The invention discloses a high-performance Si@SnO 2 @C composite material and its preparation method and application, first introduce functional groups on the surface of high-capacity nano-silicon through surface modification, and then deposit a uniform layer of SnO in situ 2 layer, and then introduce a homogeneous carbon layer precursor through in-situ polymerization of phenolic resin, and prepare a composite material with a high-performance multilayer core-shell structure through high-temperature calcination; the invention also discloses a high-performance Si@SnO 2 @C Composite materials and their applications. According to the characteristics that the volume effect is easy to occur in the charge-discharge cycle of the lithium battery Si negative electrode material, the present invention effectively improves the electrochemical performance of the electrode material by coating the double coating layer on the outside of the middle layer of the active material; at the same time, the layer SnO 2 The role of the layer is not limited to the inert coating medium, it can also be used as a lithium storage material at a wider potential of 0.01-3V, SnO 2 The volume effect also occurs in the layer, which can provide sufficient buffer space for silicon, which has a more significant volume effect. Such a design structure is beneficial to prolong the cycle performance of silicon-based materials and improve the reversible capacity.

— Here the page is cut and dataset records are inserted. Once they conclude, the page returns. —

/// Property-based tests using proptest
/// Tests invariants that should hold for all inputs
use chrono::Utc;
use proptest::prelude::*;
use uuid::Uuid;

use rust_analysis_api::accounts::{format_cnpj, normalize_cnpj, normalize_cpf};
use rust_analysis_api::errors::AppError;
use rust_analysis_api::lifecycle::check_transition;
use rust_analysis_api::models::{AnalysisStatus, NewAnalysis, RequestStatus};
use rust_analysis_api::pagination::{Page, PageQuery};
use rust_analysis_api::scoring::{ascore, ScoreUpdate, MAX_SCORE, MIN_SCORE};

fn request_status() -> impl Strategy<Value = RequestStatus> {
    prop_oneof![
        Just(RequestStatus::InAnalysis),
        Just(RequestStatus::Approved),
        Just(RequestStatus::Reproved),
    ]
}

fn analysis_status() -> impl Strategy<Value = Option<AnalysisStatus>> {
    prop_oneof![
        Just(None),
        Just(Some(AnalysisStatus::Assigned)),
        Just(Some(AnalysisStatus::InProgress)),
        Just(Some(AnalysisStatus::Completed)),
    ]
}

// Property: ascore is always the mean of the two scores, whatever order fields arrive in
proptest! {
    #[test]
    fn ascore_tracks_latest_scores(
        updates in prop::collection::vec(
            (
                prop::option::of(0.0f64..=10.0),
                prop::option::of(0.0f64..=10.0),
                analysis_status(),
            ),
            1..8,
        )
    ) {
        let mut analysis = NewAnalysis {
            request_id: Uuid::new_v4(),
            company_id: Uuid::new_v4(),
            analyst_id: Uuid::new_v4(),
            created_at: Utc::now(),
        }
        .into_analysis(Uuid::new_v4());

        for (claim, executional, status) in updates {
            let Ok(update) = ScoreUpdate::new(claim, executional, status) else {
                prop_assert!(claim.is_none() && executional.is_none() && status.is_none());
                continue;
            };
            update.apply_to(&mut analysis, Utc::now());

            prop_assert_eq!(
                analysis.ascore,
                ascore(analysis.firm_level_claim_score, analysis.firm_level_executional_score)
            );
            prop_assert!((MIN_SCORE..=MAX_SCORE).contains(&analysis.ascore));
        }
    }

    #[test]
    fn out_of_range_scores_never_validate(score in prop_oneof![-1.0e6f64..-0.001, 10.001f64..1.0e6]) {
        prop_assert!(ScoreUpdate::new(Some(score), None, None).is_err());
        prop_assert!(ScoreUpdate::new(None, Some(score), None).is_err());
    }
}

// Property: only a pending request moves, and only to a decided status
proptest! {
    #[test]
    fn transition_table(from in request_status(), to in request_status()) {
        let result = check_transition(from, to);
        match (from, to) {
            (_, RequestStatus::InAnalysis) => {
                prop_assert!(matches!(result, Err(AppError::BadRequest(_))));
            }
            (RequestStatus::InAnalysis, _) => prop_assert!(result.is_ok()),
            _ => prop_assert!(matches!(result, Err(AppError::InvalidState(_)))),
        }
    }
}

// Property: document normalization keeps digits in order
proptest! {
    #[test]
    fn cpf_punctuation_is_stripped(cpf in "[0-9]{11}") {
        let formatted = format!("{}.{}.{}-{}", &cpf[0..3], &cpf[3..6], &cpf[6..9], &cpf[9..]);
        prop_assert_eq!(normalize_cpf(&formatted), Some(cpf.clone()));
        prop_assert_eq!(normalize_cpf(&cpf), Some(cpf));
    }

    #[test]
    fn cnpj_format_round_trips(cnpj in "[0-9]{14}") {
        let formatted = format_cnpj(&cnpj);
        prop_assert_eq!(formatted.len(), 18);
        prop_assert_eq!(normalize_cnpj(&formatted), Some(cnpj));
    }

    #[test]
    fn document_normalization_never_panics(raw in "\\PC*") {
        let _ = normalize_cpf(&raw);
        let _ = normalize_cnpj(&raw);
    }
}

// Property: page windows cover every item exactly once
proptest! {
    #[test]
    fn pages_partition_the_collection(total in 0usize..300, limit in 1u32..=100) {
        let items: Vec<usize> = (0..total).collect();
        let first = Page::from(PageQuery { page: Some(1), limit: Some(limit) });
        let pages = first.info(total as u64).total_pages;

        let mut seen = Vec::new();
        for number in 1..=pages as u32 {
            let page = Page::from(PageQuery { page: Some(number), limit: Some(limit) });
            seen.extend(page.slice(&items));
        }
        prop_assert_eq!(seen, items);
    }
}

The invention discloses a preparation method and application of a tungsten-based nanoflower material. Cu, W metal blocks and rare earth salts are fully ball milled and mixed, and rare earth doped 50nm-1μm Cu-W is prepared by a variable current laser ion beam gas phase method Alloy nanospheres, and then remove metal copper by controlling the temperature and time of liquid phase oxidation to obtain rare earth doped W‑W 2 o 3 The composite structure is finally calcined to prepare a rare earth-doped tungsten-based nanoflower material with controllable sheet density and rich oxygen vacancies. The application of the above-mentioned tungsten-based nanoflower material in the preparation of photocatalyst, gas sensor or negative electrode material of battery. The prepared rare earth-doped tungsten-based nanoflower material containing rich oxygen vacancies can be applied to high-performance lithium-ion battery anode materials, sensor materials or photocatalytic materials. Compared with the prior art, the present invention has simple process steps, short reaction time, good repeatability, high yield, low cost and good potential for large-scale application.